MATERIAL PROVIDED -
::::::

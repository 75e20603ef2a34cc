//! JSON summary of a run.
//!
//! The summary is the portable record of a run: configuration, both samples,
//! every step's fit and tables, the degree sweep and the decomposition.

use std::fs::File;
use std::io::BufWriter;
use std::path::Path;

use chrono::{DateTime, Local};
use serde::Serialize;

use crate::app::pipeline::DemoOutput;
use crate::domain::DemoConfig;
use crate::error::AppError;

#[derive(Debug, Serialize)]
pub struct RunSummary<'a> {
    pub tool: &'static str,
    pub generated_at: DateTime<Local>,
    pub config: &'a DemoConfig,
    #[serde(flatten)]
    pub output: &'a DemoOutput,
}

impl<'a> RunSummary<'a> {
    pub fn new(config: &'a DemoConfig, output: &'a DemoOutput) -> Self {
        Self {
            tool: "bv",
            generated_at: Local::now(),
            config,
            output,
        }
    }
}

/// Write the run summary as pretty-printed JSON.
pub fn write_summary_json(path: &Path, config: &DemoConfig, output: &DemoOutput) -> Result<(), AppError> {
    let file = File::create(path)
        .map_err(|e| AppError::usage(format!("Failed to create summary JSON '{}': {e}", path.display())))?;

    serde_json::to_writer_pretty(BufWriter::new(file), &RunSummary::new(config, output))
        .map_err(|e| AppError::usage(format!("Failed to write summary JSON: {e}")))?;

    log::info!("wrote run summary to {}", path.display());
    Ok(())
}

#[cfg(test)]
mod tests {
    use super::*;
    use crate::app::pipeline::run_sweep;

    #[test]
    fn summary_serializes_flattened_output() {
        let config = DemoConfig {
            max_degree: 4,
            ..DemoConfig::default()
        };
        let output = run_sweep(&config).unwrap();

        let value = serde_json::to_value(RunSummary::new(&config, &output)).unwrap();
        assert_eq!(value["tool"], "bv");
        assert_eq!(value["config"]["max_degree"], 4);
        assert_eq!(value["sweep"]["rows"].as_array().unwrap().len(), 5);
        assert_eq!(value["sweep"]["rows"][1]["fit"]["model"]["kind"]["kind"], "linear");
        assert!(value["steps"].as_array().unwrap().is_empty());
    }
}
// diag.rs — Front-end diagnostics model
//
// Provides the diagnostic type produced by parsing and type checking. A
// diagnostic points at a span inside one file of the checking session and
// renders as `file:line:column: message` once resolved through the
// `SourceMap`, followed by its related spans and hint on indented lines.
//
// Preconditions: none (types only).
// Postconditions: none (types only).
// Failure modes: none.
// Side effects: none.

use std::fmt;
use std::fmt::Write as _;

use crate::ast::Span;
use crate::id::FileId;
use crate::source::{Pos, SourceMap};

// ── Diagnostic code ──────────────────────────────────────────────────────

/// A stable diagnostic code (e.g., `E0001`, `E0200`).
#[derive(Debug, Clone, Copy, PartialEq, Eq, Hash)]
pub struct DiagCode(pub &'static str);

impl fmt::Display for DiagCode {
    fn fmt(&self, f: &mut fmt::Formatter<'_>) -> fmt::Result {
        write!(f, "{}", self.0)
    }
}

/// Codes emitted by the front end.
pub mod codes {
    use super::DiagCode;

    // E00xx: syntax and loading
    pub const E0001: DiagCode = DiagCode("E0001"); // syntax error
    pub const E0002: DiagCode = DiagCode("E0002"); // package clause mismatch

    // E01xx: names and scopes
    pub const E0100: DiagCode = DiagCode("E0100"); // undefined name
    pub const E0101: DiagCode = DiagCode("E0101"); // redeclared in scope
    pub const E0102: DiagCode = DiagCode("E0102"); // no new variables on :=
    pub const E0103: DiagCode = DiagCode("E0103"); // not exported
    pub const E0104: DiagCode = DiagCode("E0104"); // wrong kind of name (not a type / not a value)

    // E02xx: types and expressions
    pub const E0200: DiagCode = DiagCode("E0200"); // not assignable
    pub const E0201: DiagCode = DiagCode("E0201"); // argument or value count mismatch
    pub const E0202: DiagCode = DiagCode("E0202"); // invalid operation
    pub const E0203: DiagCode = DiagCode("E0203"); // no field or method
    pub const E0204: DiagCode = DiagCode("E0204"); // not callable
    pub const E0205: DiagCode = DiagCode("E0205"); // invalid statement

    // E03xx: imports and declarations
    pub const E0300: DiagCode = DiagCode("E0300"); // module not found
    pub const E0301: DiagCode = DiagCode("E0301"); // import cycle
    pub const E0302: DiagCode = DiagCode("E0302"); // invalid receiver
}

// ── Related span ─────────────────────────────────────────────────────────

/// A secondary source location providing context for a diagnostic.
#[derive(Debug, Clone)]
pub struct RelatedSpan {
    pub file: FileId,
    pub span: Span,
    pub label: String,
}

// ── Diagnostic ───────────────────────────────────────────────────────────

/// An error raised while loading or checking a package.
#[derive(Debug, Clone)]
pub struct Diagnostic {
    pub code: Option<DiagCode>,
    pub file: FileId,
    pub span: Span,
    pub message: String,
    pub hint: Option<String>,
    pub related_spans: Vec<RelatedSpan>,
}

impl Diagnostic {
    /// Create a new diagnostic with no code, hint or related spans.
    pub fn new(file: FileId, span: Span, message: impl Into<String>) -> Self {
        Self {
            code: None,
            file,
            span,
            message: message.into(),
            hint: None,
            related_spans: Vec::new(),
        }
    }

    /// Attach a stable diagnostic code.
    pub fn with_code(mut self, code: DiagCode) -> Self {
        self.code = Some(code);
        self
    }

    /// Attach a remediation hint.
    pub fn with_hint(mut self, hint: impl Into<String>) -> Self {
        self.hint = Some(hint.into());
        self
    }

    /// Attach a related span.
    pub fn with_related(mut self, file: FileId, span: Span, label: impl Into<String>) -> Self {
        self.related_spans.push(RelatedSpan {
            file,
            span,
            label: label.into(),
        });
        self
    }

    pub fn pos(&self) -> Pos {
        Pos::of_span(self.file, self.span)
    }

    /// `file:line:column: message`, the form used in unit error summaries.
    /// Each related span adds a tab-indented `file:line:column: label` line
    /// and a hint adds a final `hint:` line.
    pub fn render(&self, sources: &SourceMap) -> String {
        let mut out = format!("{}: {}", sources.position(self.pos()), self.message);
        for related in &self.related_spans {
            let at = sources.position(Pos::of_span(related.file, related.span));
            let _ = write!(out, "\n\t{at}: {}", related.label);
        }
        if let Some(hint) = &self.hint {
            let _ = write!(out, "\n\thint: {hint}");
        }
        out
    }
}

impl fmt::Display for Diagnostic {
    fn fmt(&self, f: &mut fmt::Formatter<'_>) -> fmt::Result {
        if let Some(code) = &self.code {
            write!(f, "error[{}]: {}", code, self.message)?;
        } else {
            write!(f, "error: {}", self.message)?;
        }
        if let Some(hint) = &self.hint {
            write!(f, "\n  hint: {}", hint)?;
        }
        Ok(())
    }
}
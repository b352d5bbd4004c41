// modules.rs — Where imported modules come from
//
// A module path (`context`, `golang.org/x/net/context`) is resolved to a set
// of `.go` declaration files by consulting `ModuleSource`s in order: the
// unit's own `vendor` directory, stub directories named on the command line,
// then the stubs embedded in the binary.
//
// Preconditions: none.
// Postconditions: returned files are sorted by file name.
// Failure modes: I/O errors while reading a stub directory.
// Side effects: reads the filesystem (`DirModules` only).

use std::fs;
use std::io;
use std::path::{Component, Path, PathBuf};
use std::sync::Arc;

use tracing::debug;

/// One declaration file of a module.
#[derive(Debug, Clone)]
pub struct ModuleFile {
    /// Path shown in diagnostics.
    pub path: PathBuf,
    pub text: String,
}

/// A place module declarations can be found.
pub trait ModuleSource {
    /// Human-readable origin, for logs.
    fn describe(&self) -> String;

    /// Files of `module`, or `None` when this source does not provide it.
    fn find(&self, module: &str) -> io::Result<Option<Vec<ModuleFile>>>;
}

// ── Built-in stubs ──────────────────────────────────────────────────────────

/// (module path, file name, contents)
const BUILTIN: &[(&str, &str, &str)] = &[
    (
        "context",
        "context.go",
        include_str!("../stubs/context/context.go"),
    ),
    (
        "golang.org/x/net/context",
        "context.go",
        include_str!("../stubs/golang.org/x/net/context/context.go"),
    ),
    ("errors", "errors.go", include_str!("../stubs/errors/errors.go")),
    ("fmt", "fmt.go", include_str!("../stubs/fmt/fmt.go")),
    ("time", "time.go", include_str!("../stubs/time/time.go")),
];

/// Declaration stubs compiled into the binary.
#[derive(Debug, Default, Clone, Copy)]
pub struct BuiltinModules;

impl BuiltinModules {
    pub fn module_paths() -> impl Iterator<Item = &'static str> {
        BUILTIN.iter().map(|(module, _, _)| *module)
    }
}

impl ModuleSource for BuiltinModules {
    fn describe(&self) -> String {
        "built-in stubs".to_string()
    }

    fn find(&self, module: &str) -> io::Result<Option<Vec<ModuleFile>>> {
        let files: Vec<ModuleFile> = BUILTIN
            .iter()
            .filter(|(m, _, _)| *m == module)
            .map(|(m, name, text)| ModuleFile {
                path: Path::new("$builtin").join(m).join(name),
                text: (*text).to_string(),
            })
            .collect();
        Ok((!files.is_empty()).then_some(files))
    }
}

// ── Stub directories ────────────────────────────────────────────────────────

/// Modules laid out as `<root>/<module path>/*.go`.
#[derive(Debug, Clone)]
pub struct DirModules {
    root: PathBuf,
}

impl DirModules {
    pub fn new(root: impl Into<PathBuf>) -> Self {
        DirModules { root: root.into() }
    }
}

/// Module paths are relative, slash-separated and never climb out of a root.
fn is_clean_module_path(module: &str) -> bool {
    !module.is_empty()
        && Path::new(module)
            .components()
            .all(|c| matches!(c, Component::Normal(_)))
}

impl ModuleSource for DirModules {
    fn describe(&self) -> String {
        format!("stub dir {}", self.root.display())
    }

    fn find(&self, module: &str) -> io::Result<Option<Vec<ModuleFile>>> {
        if !is_clean_module_path(module) {
            return Ok(None);
        }
        let dir = self.root.join(module);
        if !dir.is_dir() {
            return Ok(None);
        }
        let mut files = Vec::new();
        for path in list_go_files(&dir)? {
            let text = fs::read_to_string(&path)?;
            files.push(ModuleFile { path, text });
        }
        Ok((!files.is_empty()).then_some(files))
    }
}

/// Whether the go tool would build `name`: a `.go` file that is not a test
/// and does not start with `_` or `.`.
fn is_source_name(name: &str) -> bool {
    name.ends_with(".go")
        && !name.ends_with("_test.go")
        && !name.starts_with('_')
        && !name.starts_with('.')
}

/// Buildable `.go` files of a directory, sorted by file name.
pub fn list_go_files(dir: &Path) -> io::Result<Vec<PathBuf>> {
    let mut files = Vec::new();
    for entry in fs::read_dir(dir)? {
        let entry = entry?;
        let path = entry.path();
        let Some(name) = path.file_name().and_then(|n| n.to_str()) else {
            continue;
        };
        if is_source_name(name) && entry.file_type()?.is_file() {
            files.push(path);
        }
    }
    files.sort_by(|a, b| a.file_name().cmp(&b.file_name()));
    Ok(files)
}

// ── Registry ────────────────────────────────────────────────────────────────

/// Ordered list of module sources; the first source providing a module wins.
#[derive(Clone)]
pub struct ModuleRegistry {
    sources: Vec<Arc<dyn ModuleSource + Send + Sync>>,
}

impl std::fmt::Debug for ModuleRegistry {
    fn fmt(&self, f: &mut std::fmt::Formatter<'_>) -> std::fmt::Result {
        let names: Vec<String> = self.sources.iter().map(|s| s.describe()).collect();
        f.debug_struct("ModuleRegistry")
            .field("sources", &names)
            .finish()
    }
}

impl Default for ModuleRegistry {
    fn default() -> Self {
        Self::with_stub_dirs(&[])
    }
}

impl ModuleRegistry {
    /// An empty registry; no module resolves.
    pub fn empty() -> Self {
        ModuleRegistry {
            sources: Vec::new(),
        }
    }

    /// Stub directories (in order) followed by the built-in stubs.
    pub fn with_stub_dirs(dirs: &[PathBuf]) -> Self {
        let mut registry = Self::empty();
        for dir in dirs {
            registry.push(DirModules::new(dir.clone()));
        }
        registry.push(BuiltinModules);
        registry
    }

    pub fn push(&mut self, source: impl ModuleSource + Send + Sync + 'static) {
        self.sources.push(Arc::new(source));
    }

    /// Consult `source` before every source already registered.
    pub fn prepend(&mut self, source: impl ModuleSource + Send + Sync + 'static) {
        self.sources.insert(0, Arc::new(source));
    }

    pub fn find(&self, module: &str) -> io::Result<Option<Vec<ModuleFile>>> {
        for source in &self.sources {
            if let Some(files) = source.find(module)? {
                debug!(module, source = %source.describe(), files = files.len(), "module found");
                return Ok(Some(files));
            }
        }
        debug!(module, "module not found");
        Ok(None)
    }
}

::::::

EXERCISE DESCRIPTION - For this exercise, find all lines in the records containing the word "loading" and copy them.

RESULT FOR THIS TASK -
    // E00xx: syntax and loading
/// An error raised while loading or checking a package.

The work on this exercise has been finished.